**YOUR TASK:**
Which of the lines below include the word "dramatic"? Pull each one out.

Stored data:
= = = = =

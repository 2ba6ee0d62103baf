// SPDX-License-Identifier: MIT

use super::*;

const HHMM: &str = "1430";

#[test]
fn parses_structured_json_response() {
    let response = r#"{"szenenbeschreibung": "a dragon guards a hoard", "dndstyle_prompt": "dndstyle, a dragon guarding a hoard of gold, dramatic lighting", "wichtige_elemente": ["dragon", "gold"], "stimmung": "tense"}"#;
    let parsed = parse_llm_response(response, HHMM);
    assert!(!parsed.is_fallback());
    match parsed {
        LlmResponse::Structured(desc) => {
            assert!(desc.dndstyle_prompt.starts_with("dndstyle, a dragon"));
            assert_eq!(desc.wichtige_elemente, vec!["dragon", "gold"]);
            assert_eq!(desc.stimmung, "tense");
        }
        other => panic!("expected Structured, got {other:?}"),
    }
}

#[test]
fn strips_think_tags_before_parsing() {
    let response = "<think>the party is in a cave, I should describe it</think>\n{\"szenenbeschreibung\": \"a cave\", \"dndstyle_prompt\": \"dndstyle, adventurers in a dark cave\", \"wichtige_elemente\": [], \"stimmung\": \"ominous\"}";
    let parsed = parse_llm_response(response, HHMM);
    assert_eq!(parsed.prompt(), "dndstyle, adventurers in a dark cave");
}

#[test]
fn structured_prompt_missing_trigger_token_falls_through() {
    let response = r#"{"szenenbeschreibung": "x", "dndstyle_prompt": "a dragon guarding gold", "wichtige_elemente": [], "stimmung": "x"}"#;
    let parsed = parse_llm_response(response, HHMM);
    assert!(parsed.is_fallback());
}

#[test]
fn recovers_structured_text_prompt_and_name_as_secondary_fallback() {
    let response = "DNDSTYLE IMAGE PROMPT: dndstyle, a dragon guarding a hoard of gold, dramatic lighting\nIMAGE NAME: Dragon Hoard (Secret Chamber)";
    let parsed = parse_llm_response(response, HHMM);
    match parsed {
        LlmResponse::Raw { prompt, name } => {
            assert!(prompt.starts_with("dndstyle, a dragon"));
            assert_eq!(name, "1430_Dragon_Hoard");
        }
        other => panic!("expected Raw, got {other:?}"),
    }
}

#[test]
fn falls_back_to_bare_dndstyle_match() {
    let response = "I think the scene shows dndstyle a knight fighting a troll in the woods. The end.";
    let parsed = parse_llm_response(response, HHMM);
    match parsed {
        LlmResponse::Raw { prompt, name } => {
            assert!(prompt.starts_with("dndstyle a knight fighting a troll in the woods"));
            assert_eq!(name, "1430_generated_scene");
        }
        other => panic!("expected Raw, got {other:?}"),
    }
}

#[test]
fn falls_back_to_hardcoded_when_nothing_matches() {
    let response = "The weather was nice today and nothing much happened.";
    let parsed = parse_llm_response(response, HHMM);
    match parsed {
        LlmResponse::Raw { prompt, name } => {
            assert_eq!(
                prompt,
                "dndstyle fantasy adventure scene, dungeons and dragons style illustration"
            );
            assert_eq!(name, "1430_fallback_scene");
        }
        other => panic!("expected Raw, got {other:?}"),
    }
}

#[yare::parameterized(
    too_short = { "**", "1430_generated_scene" },
    collapses_underscores = { "throne   room!!!hall", "1430_throne_room_hall" },
)]
fn sanitize_scene_name_exact_cases(raw: &str, expected: &str) {
    assert_eq!(sanitize_scene_name(raw, HHMM), expected);
}

#[test]
fn sanitizes_non_ascii_and_punctuation() {
    let sanitized = sanitize_scene_name("Düsterer Tempel!!", HHMM);
    assert!(sanitized.starts_with("1430_"));
    assert!(sanitized.chars().all(|c| c.is_ascii_alphanumeric() || c == '_'));
}

#[test]
fn truncates_long_names_to_35_chars_plus_prefix() {
    let long_name = "a".repeat(60);
    let sanitized = sanitize_scene_name(&long_name, HHMM);
    let without_prefix = sanitized.strip_prefix("1430_").expect("has prefix");
    assert!(without_prefix.len() <= 35);
}
// SPDX-License-Identifier: MIT

use super::*;

#[test]
fn strips_transkript_suffix() {
    let id = SceneId::from_transcript_filename("scene_20250620_sz001_transkript.txt");
    assert_eq!(id.as_str(), "scene_20250620_sz001");
}

#[test]
fn round_trips_through_filenames() {
    let id = SceneId::new("scene_20250620_sz001");
    assert_eq!(id.transcript_filename(), "scene_20250620_sz001_transkript.txt");
    assert_eq!(id.metadata_filename(), "scene_20250620_sz001_metadata.json");
    assert_eq!(id.image_filename(), "scene_20250620_sz001_image.png");
    assert_eq!(id.error_filename(), "scene_20250620_sz001_error.json");
}

#[test]
fn display_matches_as_str() {
    let id = SceneId::new("scene_x");
    assert_eq!(id.to_string(), id.as_str());
}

= = = = =

**TASK SOLUTION:**
    let response = r#"{"szenenbeschreibung": "a dragon guards a hoard", "dndstyle_prompt": "dndstyle, a dragon guarding a hoard of gold, dramatic lighting", "wichtige_elemente": ["dragon", "gold"], "stimmung": "tense"}"#;
    let response = "DNDSTYLE IMAGE PROMPT: dndstyle, a dragon guarding a hoard of gold, dramatic lighting\nIMAGE NAME: Dragon Hoard (Secret Chamber)";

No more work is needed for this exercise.